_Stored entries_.
/// Computes the arithmetic mean of a slice of values. Returns `None` for empty input.
pub fn mean(values: &[f64]) -> Option<f64> {
    if values.is_empty() {
        return None;
    }
    Some(values.iter().sum::<f64>() / values.len() as f64)
}

/// Largest value of the slice. Returns `None` for empty input.
pub fn max(values: &[f64]) -> Option<f64> {
    values.iter().copied().reduce(f64::max)
}
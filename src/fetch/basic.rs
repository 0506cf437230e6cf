use super::client::HttpClient;
use async_trait::async_trait;

/// Plain `reqwest` client with no authentication.
#[derive(Default)]
pub struct BasicClient(reqwest::Client);

impl BasicClient {
    pub fn new() -> Self {
        Self(reqwest::Client::new())
    }
}

#[async_trait]
impl HttpClient for BasicClient {
    async fn execute(&self, req: reqwest::Request) -> reqwest::Result<reqwest::Response> {
        self.0.execute(req).await
    }
}
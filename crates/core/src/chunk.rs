use std::path::PathBuf;

use chrono::{DateTime, Utc};
use indexmap::IndexMap;
use serde::{Deserialize, Serialize};

use crate::entity::EntityReference;

/// One output unit of the chunking engine.
///
/// Created exactly once during `process`, never mutated afterwards. `text`
/// is always an exact slice of the source document text (including any
/// overlap repeated from the previous chunk), so coverage and overlap
/// invariants hold byte-for-byte.
#[derive(Debug, Clone, Serialize, Deserialize)]
pub struct Chunk {
    /// Deterministic identifier: `chunk_{position_index:03}`.
    pub id: String,
    pub text: String,
    /// Back-reference to the source document.
    pub document_id: String,
    /// 0-based emission order within the document.
    pub position_index: usize,
    /// Byte offset in the document text where this chunk's text begins
    /// (start of the overlap region when overlap applies).
    pub char_start: usize,
    /// Byte offset one past the end of this chunk's text.
    pub char_end: usize,
    /// Approximate subword token count of `text`.
    pub token_count: usize,
    /// Whitespace-delimited word count of `text`.
    pub word_count: usize,
    /// Entity references whose span lies fully within `char_start..char_end`.
    pub entities: Vec<EntityReference>,
    /// Nearest enclosing section title, when the document declares structure.
    pub section_context: Option<String>,
    /// Optional quality score in [0.0, 1.0].
    pub quality_score: Option<f64>,
    /// Optional readability metrics keyed by metric name.
    pub readability_scores: Option<IndexMap<String, f64>>,
    pub metadata: ChunkMetadata,
}

/// Per-chunk provenance and reproducibility metadata.
#[derive(Debug, Clone, Serialize, Deserialize)]
pub struct ChunkMetadata {
    pub source_file: PathBuf,
    pub source_hash: String,
    pub document_type: String,
    pub word_count: usize,
    pub token_count: usize,
    pub created_at: DateTime<Utc>,
    pub processing_version: String,
    /// Exact chunking parameters used, for reproducibility.
    pub config_snapshot: IndexMap<String, serde_json::Value>,
    /// Flattened list of entity types present in this chunk.
    pub entity_tags: Vec<String>,
    pub quality: Option<QualityReport>,
}

/// Nested quality assessment attached to chunk metadata.
#[derive(Debug, Clone, Serialize, Deserialize)]
pub struct QualityReport {
    /// Overall score in [0.0, 1.0].
    pub score: f64,
    /// Individual metrics keyed by name.
    pub metrics: IndexMap<String, f64>,
}
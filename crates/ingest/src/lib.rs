//! chunkmill-ingest — document extraction and content chunking.
//!
//! Pipeline flow: source file → [`extract`] → normalized
//! [`Document`](chunkmill_core::Document) → [`chunker`] →
//! ordered [`Chunk`](chunkmill_core::Chunk) sequence → [`output`].

pub mod chunker;
pub mod extract;
pub mod output;
pub mod pipeline;

pub use chunker::{ChunkingEngine, EntityPreserver, SentenceSegmenter};
pub use pipeline::{ChunkedDocument, Pipeline};
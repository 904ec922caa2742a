//! Format-specific extractors producing raw text pages from file bytes.

mod csv;
mod md;
mod pdf;
mod txt;

use thiserror::Error;

#[derive(Debug, Error)]
pub enum ExtractionError {
    #[error("unsupported file type: {0}")]
    UnsupportedType(String),
    #[error("PDF extraction failed: {0}")]
    Pdf(String),
    #[error("CSV extraction failed: {0}")]
    Csv(String),
    #[error("IO error: {0}")]
    Io(#[from] std::io::Error),
}

/// Recognized input formats.
#[derive(Debug, Clone, Copy, PartialEq, Eq)]
pub enum FileType {
    Txt,
    Md,
    Csv,
    Pdf,
}

impl FileType {
    /// Map a filename extension to a file type.
    pub fn from_filename(filename: &str) -> Result<Self, ExtractionError> {
        let ext = filename.rsplit('.').next().unwrap_or("").to_lowercase();
        match ext.as_str() {
            "txt" | "text" => Ok(FileType::Txt),
            "md" | "markdown" => Ok(FileType::Md),
            "csv" => Ok(FileType::Csv),
            "pdf" => Ok(FileType::Pdf),
            other => Err(ExtractionError::UnsupportedType(other.to_string())),
        }
    }

    pub fn as_str(&self) -> &'static str {
        match self {
            FileType::Txt => "txt",
            FileType::Md => "md",
            FileType::Csv => "csv",
            FileType::Pdf => "pdf",
        }
    }
}

impl std::fmt::Display for FileType {
    fn fmt(&self, f: &mut std::fmt::Formatter<'_>) -> std::fmt::Result {
        f.write_str(self.as_str())
    }
}

/// A page of extracted text. Only PDFs produce more than one.
#[derive(Debug, Clone)]
pub struct Page {
    /// 1-based page number.
    pub number: usize,
    pub text: String,
}

/// Raw extraction result, before normalization into a `Document`.
#[derive(Debug, Clone)]
pub struct ExtractedFile {
    pub filename: String,
    pub file_type: FileType,
    pub pages: Vec<Page>,
}

impl ExtractedFile {
    /// All page text joined with blank lines.
    pub fn full_text(&self) -> String {
        self.pages
            .iter()
            .map(|p| p.text.as_str())
            .collect::<Vec<_>>()
            .join("\n\n")
    }
}

/// Extract text from file bytes, dispatching on the filename extension.
pub fn extract_text(bytes: &[u8], filename: &str) -> Result<ExtractedFile, ExtractionError> {
    let file_type = FileType::from_filename(filename)?;
    let pages = match file_type {
        FileType::Txt => txt::extract(bytes),
        FileType::Md => md::extract(bytes),
        FileType::Csv => csv::extract(bytes)?,
        FileType::Pdf => pdf::extract(bytes)?,
    };

    Ok(ExtractedFile {
        filename: filename.to_string(),
        file_type,
        pages,
    })
}

/// Decode bytes as UTF-8, replacing invalid sequences.
pub(crate) fn decode_utf8(bytes: &[u8]) -> String {
    String::from_utf8(bytes.to_vec()).unwrap_or_else(|_| String::from_utf8_lossy(bytes).into_owned())
}

#[cfg(test)]
mod tests {
    use super::*;

    #[test]
    fn dispatches_on_extension() {
        assert_eq!(FileType::from_filename("a.txt").unwrap(), FileType::Txt);
        assert_eq!(FileType::from_filename("a.markdown").unwrap(), FileType::Md);
        assert_eq!(FileType::from_filename("A.CSV").unwrap(), FileType::Csv);
        assert_eq!(FileType::from_filename("report.pdf").unwrap(), FileType::Pdf);
    }

    #[test]
    fn rejects_unknown_extensions() {
        let err = FileType::from_filename("deck.pptx").unwrap_err();
        assert!(matches!(err, ExtractionError::UnsupportedType(ref e) if e == "pptx"));
        assert!(FileType::from_filename("book.docx").is_err());
        assert!(FileType::from_filename("sheet.xlsx").is_err());
        assert!(FileType::from_filename("noext").is_err());
    }

    #[test]
    fn full_text_joins_pages() {
        let doc = ExtractedFile {
            filename: "x.pdf".to_string(),
            file_type: FileType::Pdf,
            pages: vec![
                Page {
                    number: 1,
                    text: "First.".to_string(),
                },
                Page {
                    number: 2,
                    text: "Second.".to_string(),
                },
            ],
        };
        assert_eq!(doc.full_text(), "First.\n\nSecond.");
    }
}
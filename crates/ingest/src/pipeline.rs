//! File-to-chunks orchestration: extract bytes, build a normalized
//! [`Document`], run the chunking engine, and package the result for the
//! output formatters.

use std::fs;
use std::path::{Path, PathBuf};

use chrono::Utc;
use serde::Serialize;
use sha2::{Digest, Sha256};
use thiserror::Error;
use tracing::info;

use chunkmill_core::{
    Chunk, ChunkConfig, ChunkmillError, Document, DocumentMetadata, DocumentStructure,
    EntityRelationship, Section,
};

use crate::chunker::{ChunkingEngine, EntityPreserver};
use crate::extract::{self, ExtractionError, FileType};

#[derive(Debug, Error)]
pub enum PipelineError {
    #[error("extraction error: {0}")]
    Extraction(#[from] ExtractionError),
    #[error("chunking error: {0}")]
    Chunking(#[from] ChunkmillError),
    #[error("IO error: {0}")]
    Io(#[from] std::io::Error),
}

/// Everything the formatters need for one processed document.
#[derive(Debug, Clone, Serialize)]
pub struct ChunkedDocument {
    pub document_id: String,
    pub source_file: PathBuf,
    pub document_type: String,
    pub chunk_count: usize,
    /// Document-level relationship triples between detected entities.
    pub relationships: Vec<EntityRelationship>,
    pub chunks: Vec<Chunk>,
}

/// Extract → normalize → chunk, for one file at a time.
pub struct Pipeline {
    engine: ChunkingEngine,
    preserver: EntityPreserver,
}

impl Pipeline {
    pub fn new(config: ChunkConfig) -> Self {
        Self::with_engine(ChunkingEngine::new(config))
    }

    pub fn with_engine(engine: ChunkingEngine) -> Self {
        Self {
            engine,
            preserver: EntityPreserver::new(),
        }
    }

    /// Process one file from disk.
    pub fn process_file(&self, path: &Path) -> Result<ChunkedDocument, PipelineError> {
        let bytes = fs::read(path)?;
        let filename = path
            .file_name()
            .and_then(|n| n.to_str())
            .unwrap_or("input");
        self.process_bytes(&bytes, filename, path)
    }

    /// Process in-memory file bytes. `source_path` is recorded in metadata
    /// only; nothing is read from or written to disk.
    pub fn process_bytes(
        &self,
        bytes: &[u8],
        filename: &str,
        source_path: &Path,
    ) -> Result<ChunkedDocument, PipelineError> {
        let extracted = extract::extract_text(bytes, filename)?;
        let text = extracted.full_text();

        let digest = Sha256::digest(bytes);
        let hash = format!("{digest:x}");
        let id = format!("doc_{}", &hash[..12]);

        let entities = self.preserver.detect_entities(&text);
        let relationships = self.preserver.detect_entity_relationships(&text, &entities);
        let structure = derive_structure(&text, extracted.file_type);

        let document = Document {
            id,
            text,
            entities,
            metadata: DocumentMetadata {
                source_file: source_path.to_path_buf(),
                source_hash: hash,
                document_type: extracted.file_type.as_str().to_string(),
                processed_at: Utc::now(),
                processing_version: env!("CARGO_PKG_VERSION").to_string(),
            },
            structure,
        };

        let chunks = self.engine.process(&document)?;
        info!(
            document_id = %document.id,
            file = %source_path.display(),
            chunk_count = chunks.len(),
            relationship_count = relationships.len(),
            "document processed"
        );

        Ok(ChunkedDocument {
            document_id: document.id,
            source_file: document.metadata.source_file,
            document_type: document.metadata.document_type,
            chunk_count: chunks.len(),
            relationships,
            chunks,
        })
    }
}

/// Recover section structure from the normalized text. Only markdown
/// carries usable headings; other formats chunk unsectioned.
fn derive_structure(text: &str, file_type: FileType) -> DocumentStructure {
    if file_type != FileType::Md {
        return DocumentStructure::default();
    }

    let mut sections = Vec::new();
    let mut offset = 0;
    for line in text.split_inclusive('\n') {
        let trimmed = line.trim_start();
        let level = trimmed.chars().take_while(|c| *c == '#').count();
        if (1..=6).contains(&level) {
            let title = trimmed[level..].trim().trim_end_matches('#').trim();
            if !title.is_empty() {
                sections.push(Section {
                    title: title.to_string(),
                    start_offset: Some(offset),
                });
            }
        }
        offset += line.len();
    }
    DocumentStructure { sections }
}
use std::io::Write;

use super::OutputError;
use crate::pipeline::ChunkedDocument;

/// Plain chunk text separated by rule lines, for quick eyeballing.
pub(super) fn write(doc: &ChunkedDocument, w: &mut dyn Write) -> Result<(), OutputError> {
    for (i, c) in doc.chunks.iter().enumerate() {
        if i > 0 {
            writeln!(w, "\n---\n")?;
        }
        writeln!(w, "{}", c.text)?;
    }
    Ok(())
}

#[cfg(test)]
mod tests {
    use super::*;
    use crate::output::test_support::chunked_fixture;

    #[test]
    fn separates_chunks_with_rules() {
        let doc = chunked_fixture("Plain text sentence one. Plain text sentence two.");
        let mut buf = Vec::new();
        write(&doc, &mut buf).unwrap();
        let text = String::from_utf8(buf).unwrap();
        assert_eq!(text.matches("---").count(), doc.chunk_count.saturating_sub(1));
        assert!(text.contains("Plain text sentence one."));
    }
}
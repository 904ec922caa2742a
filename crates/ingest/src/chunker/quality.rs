//! Text-quality scoring capability.
//!
//! One production implementation (cheap readability heuristics) and one
//! no-op implementation, selected when the engine is constructed — never
//! at call time.

use indexmap::IndexMap;
use unicode_segmentation::UnicodeSegmentation;

use chunkmill_core::QualityReport;

/// Scores chunk text quality. Implementations must be deterministic.
pub trait QualityScorer: Send + Sync {
    /// Return a quality report for `text`, or None when scoring is disabled.
    fn score(&self, text: &str) -> Option<QualityReport>;
}

/// Production scorer: readability heuristics over word and sentence shape.
#[derive(Debug, Clone, Copy, Default)]
pub struct HeuristicScorer;

/// Disabled scoring; chunks carry no quality fields.
#[derive(Debug, Clone, Copy, Default)]
pub struct NoopScorer;

impl QualityScorer for NoopScorer {
    fn score(&self, _text: &str) -> Option<QualityReport> {
        None
    }
}

impl QualityScorer for HeuristicScorer {
    fn score(&self, text: &str) -> Option<QualityReport> {
        let words: Vec<&str> = text.unicode_words().collect();
        if words.is_empty() {
            return None;
        }

        let word_count = words.len() as f64;
        let sentence_count = text
            .chars()
            .filter(|c| matches!(c, '.' | '!' | '?'))
            .count()
            .max(1) as f64;

        let avg_sentence_len = word_count / sentence_count;
        let avg_word_len =
            words.iter().map(|w| w.chars().count()).sum::<usize>() as f64 / word_count;
        let alpha_ratio = {
            let total = text.chars().filter(|c| !c.is_whitespace()).count().max(1);
            let alnum = text.chars().filter(|c| c.is_alphanumeric()).count();
            alnum as f64 / total as f64
        };
        // Flesch-style ease approximation with word length standing in for
        // syllable count.
        let flesch_approx =
            (206.835 - 1.015 * avg_sentence_len - 28.0 * avg_word_len).clamp(0.0, 100.0);

        // Penalize degenerate text: very low alphanumeric density or
        // implausible average word length (OCR noise, binary spill).
        let mut score = alpha_ratio;
        if !(2.0..=12.0).contains(&avg_word_len) {
            score *= 0.5;
        }
        if avg_sentence_len > 80.0 {
            score *= 0.8;
        }
        let score = score.clamp(0.0, 1.0);

        let mut metrics = IndexMap::new();
        metrics.insert("avg_sentence_len".to_string(), avg_sentence_len);
        metrics.insert("avg_word_len".to_string(), avg_word_len);
        metrics.insert("alpha_ratio".to_string(), alpha_ratio);
        metrics.insert("flesch_approx".to_string(), flesch_approx);

        Some(QualityReport { score, metrics })
    }
}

_Your goal_. Where a line above contains the string "EntityRelationship", tally it, then give the number alone.

_Worked solution_. 2